[WORK INSTRUCTION]
Show, from the entries below, every line in which "crate" appears.

[SUPPLIED DATA]
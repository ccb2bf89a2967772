//! The capability an application object needs to be referenced by a global id.

use std::borrow::Cow;

use crate::error::GidError;
use crate::global_id::{GidOptions, GlobalId};
use crate::signed::{SignOptions, SignedGlobalId};

/// An application object that can be identified by type name and id.
///
/// ```ignore
/// #[derive(Debug)]
/// struct Person { id: String }
///
/// impl Identifiable for Person {
///     fn model_name(&self) -> Cow<'_, str> { Cow::Borrowed("Person") }
///     fn id(&self) -> String { self.id.clone() }
/// }
///
/// let gid = Person { id: "5".into() }.to_gid()?;
/// assert_eq!(gid.to_string(), "gid://bcx/Person/5");
/// ```
pub trait Identifiable {
    /// The type name used as the URI's model segment, e.g. `Person::Child`.
    fn model_name(&self) -> Cow<'_, str>;

    /// The object's id in string form.
    fn id(&self) -> String;

    /// Builds a global id using the process-wide default app.
    fn to_global_id(&self) -> Result<GlobalId, GidError> {
        GlobalId::create(self, &GidOptions::default())
    }

    fn to_gid(&self) -> Result<GlobalId, GidError> {
        self.to_global_id()
    }

    /// Builds a signed global id.
    fn to_signed_global_id(&self, options: &SignOptions) -> Result<SignedGlobalId, GidError> {
        SignedGlobalId::create(self, options)
    }

    fn to_sgid(&self, options: &SignOptions) -> Result<SignedGlobalId, GidError> {
        self.to_signed_global_id(options)
    }
}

[WRITTEN ANSWER]
use crate::error::GidError;
use crate::global_id::{GidOptions, GlobalId};
use crate::signed::{SignOptions, SignedGlobalId};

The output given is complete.